== Directions ==
Write out the data exactly, every line included.
--- Data to use Enclosed Below ---
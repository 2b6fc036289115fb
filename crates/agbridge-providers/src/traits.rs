use crate::Result;
use crate::storage::SearchPattern;
use agbridge_types::{
    AgentType, ChatEvent, DeleteOutcome, MessageKind, SearchHit, SessionDetail, SessionMessage,
    SessionSummary, preview,
};
use chrono::{DateTime, Utc};
use std::collections::HashMap;
use std::path::{Path, PathBuf};

/// Where a provider keeps a session. Opaque outside this crate.
#[derive(Debug, Clone, PartialEq, Eq)]
pub struct Locator(pub(crate) PathBuf);

/// A discovered session, before its transcript is read.
#[derive(Debug, Clone, PartialEq)]
pub struct RawSessionRef {
    pub id: String,
    pub agent_type: AgentType,
    pub project_path: String,
    pub mtime: DateTime<Utc>,
    pub(crate) locator: Locator,
}

impl RawSessionRef {
    pub(crate) fn new(
        id: impl Into<String>,
        agent_type: AgentType,
        project_path: impl Into<String>,
        mtime: DateTime<Utc>,
        locator: PathBuf,
    ) -> Self {
        Self {
            id: id.into(),
            agent_type,
            project_path: project_path.into(),
            mtime,
            locator: Locator(locator),
        }
    }

    pub(crate) fn path(&self) -> &Path {
        &self.locator.0
    }
}

/// Meaningful messages of one session plus any name the backend declared.
#[derive(Debug, Clone, Default, PartialEq)]
pub struct Transcript {
    pub messages: Vec<SessionMessage>,
    pub declared_name: Option<String>,
}

impl Transcript {
    /// Append a message unless it is empty.
    pub fn push(&mut self, message: SessionMessage) {
        if message.is_meaningful() {
            self.messages.push(message);
        }
    }
}

/// Discovery and transcript access for one backend family.
///
/// Responsibilities:
/// - Scan the storage root for sessions (missing root = no sessions)
/// - Parse one session's storage into canonical messages
/// - Search and delete by session id
pub trait SessionProvider: Send + Sync {
    fn agent_type(&self) -> AgentType;

    fn storage_root(&self) -> &Path;

    fn discover(&self) -> Result<Vec<RawSessionRef>>;

    /// Read and normalize the transcript, dropping bookkeeping records.
    fn parse(&self, session: &RawSessionRef) -> Result<Transcript>;

    fn search(&self, pattern: &SearchPattern) -> Result<Vec<SearchHit>>;

    fn delete(&self, id: &str) -> Result<DeleteOutcome>;

    fn locate(&self, id: &str) -> Result<Option<RawSessionRef>> {
        Ok(self.discover()?.into_iter().find(|s| s.id == id))
    }

    fn get_detail(&self, session: &RawSessionRef) -> Result<SessionDetail> {
        let transcript = self.parse(session)?;
        Ok(SessionDetail {
            id: session.id.clone(),
            agent_type: session.agent_type,
            messages: transcript.messages,
        })
    }

    /// Summary derived from the same parse as `get_detail`, so the message
    /// count always matches the detail.
    fn summarize(&self, session: &RawSessionRef) -> Result<SessionSummary> {
        let transcript = self.parse(session)?;
        Ok(summary_from(session, &transcript))
    }
}

/// Incremental parser for one backend's live output, one line at a time.
///
/// Parsers are stateful per chat session: they remember the backend session
/// id and any tool ids they have announced.
pub trait StreamParser: Send {
    /// Zero or more events for one line. Malformed lines yield nothing.
    fn parse_line(&mut self, line: &str) -> Vec<ChatEvent>;

    /// Backend session id seen so far, if any.
    fn session_id(&self) -> Option<&str>;
}

pub(crate) fn summary_from(session: &RawSessionRef, transcript: &Transcript) -> SessionSummary {
    let latest_message = transcript
        .messages
        .iter()
        .filter_map(|m| m.timestamp)
        .max();
    let last_activity = latest_message.map_or(session.mtime, |t| t.max(session.mtime));
    let first_prompt_preview = transcript
        .messages
        .iter()
        .find(|m| m.kind == MessageKind::User)
        .and_then(|m| m.content.as_deref())
        .and_then(|c| preview(c, 200));

    SessionSummary {
        id: session.id.clone(),
        agent_type: session.agent_type,
        name: transcript.declared_name.clone(),
        project_path: session.project_path.clone(),
        message_count: transcript.messages.len(),
        last_activity,
        first_prompt_preview,
    }
}

/// Sum per-file match counts into per-session hits, highest count first.
pub(crate) fn aggregate_hits(
    agent_type: AgentType,
    matches: impl IntoIterator<Item = (String, usize)>,
) -> Vec<SearchHit> {
    let mut counts: HashMap<String, usize> = HashMap::new();
    for (id, count) in matches {
        *counts.entry(id).or_default() += count;
    }
    let mut hits: Vec<SearchHit> = counts
        .into_iter()
        .map(|(id, match_count)| SearchHit {
            id,
            agent_type,
            match_count,
        })
        .collect();
    hits.sort_by(|a, b| b.match_count.cmp(&a.match_count).then_with(|| a.id.cmp(&b.id)));
    hits
}

pub(crate) fn parse_rfc3339(value: &str) -> Option<DateTime<Utc>> {
    DateTime::parse_from_rfc3339(value)
        .ok()
        .map(|dt| dt.with_timezone(&Utc))
}

pub(crate) fn from_millis(millis: i64) -> Option<DateTime<Utc>> {
    DateTime::from_timestamp_millis(millis)
}

/// Render a JSON tool payload as display text: strings verbatim, text-block
/// arrays joined, anything else serialized.
pub(crate) fn value_to_text(value: &serde_json::Value) -> Option<String> {
    use serde_json::Value;

    match value {
        Value::Null => None,
        Value::String(s) => Some(s.clone()),
        Value::Array(items) => {
            let texts: Vec<&str> = items
                .iter()
                .filter_map(|item| item.get("text").and_then(Value::as_str))
                .collect();
            if texts.len() == items.len() && !texts.is_empty() {
                Some(texts.join("\n"))
            } else {
                Some(value.to_string())
            }
        }
        other => Some(other.to_string()),
    }
}

#[cfg(test)]
mod tests {
    use super::*;
    use serde_json::json;

    #[test]
    fn test_value_to_text() {
        assert_eq!(value_to_text(&json!("plain")).as_deref(), Some("plain"));
        assert_eq!(
            value_to_text(&json!([{"type": "text", "text": "a"}, {"type": "text", "text": "b"}]))
                .as_deref(),
            Some("a\nb")
        );
        assert_eq!(value_to_text(&json!({"k": 1})).as_deref(), Some("{\"k\":1}"));
        assert_eq!(value_to_text(&json!(null)), None);
    }

    #[test]
    fn test_aggregate_hits_sums_per_session() {
        let hits = aggregate_hits(
            AgentType::RolloutLog,
            vec![("a".to_string(), 1), ("b".to_string(), 4), ("a".to_string(), 2)],
        );
        assert_eq!(hits[0].id, "b");
        assert_eq!(hits[1].match_count, 3);
    }
}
--- End of Enclosed Data to use ---
== Answer area ==
repository 2b6fc036289115fb
filename crates/agbridge-providers/src/traits.rs
use crate::Result;
use crate::storage::SearchPattern;
use agbridge_types::{
    AgentType, ChatEvent, DeleteOutcome, MessageKind, SearchHit, SessionDetail, SessionMessage,
    SessionSummary, preview,
};
use chrono::{DateTime, Utc};
use std::collections::HashMap;
use std::path::{Path, PathBuf};

/// Where a provider keeps a session. Opaque outside this crate.
#[derive(Debug, Clone, PartialEq, Eq)]
pub struct Locator(pub(crate) PathBuf);

/// A discovered session, before its transcript is read.
#[derive(Debug, Clone, PartialEq)]
pub struct RawSessionRef {
    pub id: String,
    pub agent_type: AgentType,
    pub project_path: String,
    pub mtime: DateTime<Utc>,
    pub(crate) locator: Locator,
}

impl RawSessionRef {
    pub(crate) fn new(
        id: impl Into<String>,
        agent_type: AgentType,
        project_path: impl Into<String>,
        mtime: DateTime<Utc>,
        locator: PathBuf,
    ) -> Self {
        Self {
            id: id.into(),
            agent_type,
            project_path: project_path.into(),
            mtime,
            locator: Locator(locator),
        }
    }

    pub(crate) fn path(&self) -> &Path {
        &self.locator.0
    }
}

/// Meaningful messages of one session plus any name the backend declared.
#[derive(Debug, Clone, Default, PartialEq)]
pub struct Transcript {
    pub messages: Vec<SessionMessage>,
    pub declared_name: Option<String>,
}

impl Transcript {
    /// Append a message unless it is empty.
    pub fn push(&mut self, message: SessionMessage) {
        if message.is_meaningful() {
            self.messages.push(message);
        }
    }
}

/// Discovery and transcript access for one backend family.
///
/// Responsibilities:
/// - Scan the storage root for sessions (missing root = no sessions)
/// - Parse one session's storage into canonical messages
/// - Search and delete by session id
pub trait SessionProvider: Send + Sync {
    fn agent_type(&self) -> AgentType;

    fn storage_root(&self) -> &Path;

    fn discover(&self) -> Result<Vec<RawSessionRef>>;

    /// Read and normalize the transcript, dropping bookkeeping records.
    fn parse(&self, session: &RawSessionRef) -> Result<Transcript>;

    fn search(&self, pattern: &SearchPattern) -> Result<Vec<SearchHit>>;

    fn delete(&self, id: &str) -> Result<DeleteOutcome>;

    fn locate(&self, id: &str) -> Result<Option<RawSessionRef>> {
        Ok(self.discover()?.into_iter().find(|s| s.id == id))
    }

    fn get_detail(&self, session: &RawSessionRef) -> Result<SessionDetail> {
        let transcript = self.parse(session)?;
        Ok(SessionDetail {
            id: session.id.clone(),
            agent_type: session.agent_type,
            messages: transcript.messages,
        })
    }

    /// Summary derived from the same parse as `get_detail`, so the message
    /// count always matches the detail.
    fn summarize(&self, session: &RawSessionRef) -> Result<SessionSummary> {
        let transcript = self.parse(session)?;
        Ok(summary_from(session, &transcript))
    }
}

/// Incremental parser for one backend's live output, one line at a time.
///
/// Parsers are stateful per chat session: they remember the backend session
/// id and any tool ids they have announced.
pub trait StreamParser: Send {
    /// Zero or more events for one line. Malformed lines yield nothing.
    fn parse_line(&mut self, line: &str) -> Vec<ChatEvent>;

    /// Backend session id seen so far, if any.
    fn session_id(&self) -> Option<&str>;
}

pub(crate) fn summary_from(session: &RawSessionRef, transcript: &Transcript) -> SessionSummary {
    let latest_message = transcript
        .messages
        .iter()
        .filter_map(|m| m.timestamp)
        .max();
    let last_activity = latest_message.map_or(session.mtime, |t| t.max(session.mtime));
    let first_prompt_preview = transcript
        .messages
        .iter()
        .find(|m| m.kind == MessageKind::User)
        .and_then(|m| m.content.as_deref())
        .and_then(|c| preview(c, 200));

    SessionSummary {
        id: session.id.clone(),
        agent_type: session.agent_type,
        name: transcript.declared_name.clone(),
        project_path: session.project_path.clone(),
        message_count: transcript.messages.len(),
        last_activity,
        first_prompt_preview,
    }
}

/// Sum per-file match counts into per-session hits, highest count first.
pub(crate) fn aggregate_hits(
    agent_type: AgentType,
    matches: impl IntoIterator<Item = (String, usize)>,
) -> Vec<SearchHit> {
    let mut counts: HashMap<String, usize> = HashMap::new();
    for (id, count) in matches {
        *counts.entry(id).or_default() += count;
    }
    let mut hits: Vec<SearchHit> = counts
        .into_iter()
        .map(|(id, match_count)| SearchHit {
            id,
            agent_type,
            match_count,
        })
        .collect();
    hits.sort_by(|a, b| b.match_count.cmp(&a.match_count).then_with(|| a.id.cmp(&b.id)));
    hits
}

pub(crate) fn parse_rfc3339(value: &str) -> Option<DateTime<Utc>> {
    DateTime::parse_from_rfc3339(value)
        .ok()
        .map(|dt| dt.with_timezone(&Utc))
}

pub(crate) fn from_millis(millis: i64) -> Option<DateTime<Utc>> {
    DateTime::from_timestamp_millis(millis)
}

/// Render a JSON tool payload as display text: strings verbatim, text-block
/// arrays joined, anything else serialized.
pub(crate) fn value_to_text(value: &serde_json::Value) -> Option<String> {
    use serde_json::Value;

    match value {
        Value::Null => None,
        Value::String(s) => Some(s.clone()),
        Value::Array(items) => {
            let texts: Vec<&str> = items
                .iter()
                .filter_map(|item| item.get("text").and_then(Value::as_str))
                .collect();
            if texts.len() == items.len() && !texts.is_empty() {
                Some(texts.join("\n"))
            } else {
                Some(value.to_string())
            }
        }
        other => Some(other.to_string()),
    }
}

#[cfg(test)]
mod tests {
    use super::*;
    use serde_json::json;

    #[test]
    fn test_value_to_text() {
        assert_eq!(value_to_text(&json!("plain")).as_deref(), Some("plain"));
        assert_eq!(
            value_to_text(&json!([{"type": "text", "text": "a"}, {"type": "text", "text": "b"}]))
                .as_deref(),
            Some("a\nb")
        );
        assert_eq!(value_to_text(&json!({"k": 1})).as_deref(), Some("{\"k\":1}"));
        assert_eq!(value_to_text(&json!(null)), None);
    }

    #[test]
    fn test_aggregate_hits_sums_per_session() {
        let hits = aggregate_hits(
            AgentType::RolloutLog,
            vec![("a".to_string(), 1), ("b".to_string(), 4), ("a".to_string(), 2)],
        );
        assert_eq!(hits[0].id, "b");
        assert_eq!(hits[1].match_count, 3);
    }
}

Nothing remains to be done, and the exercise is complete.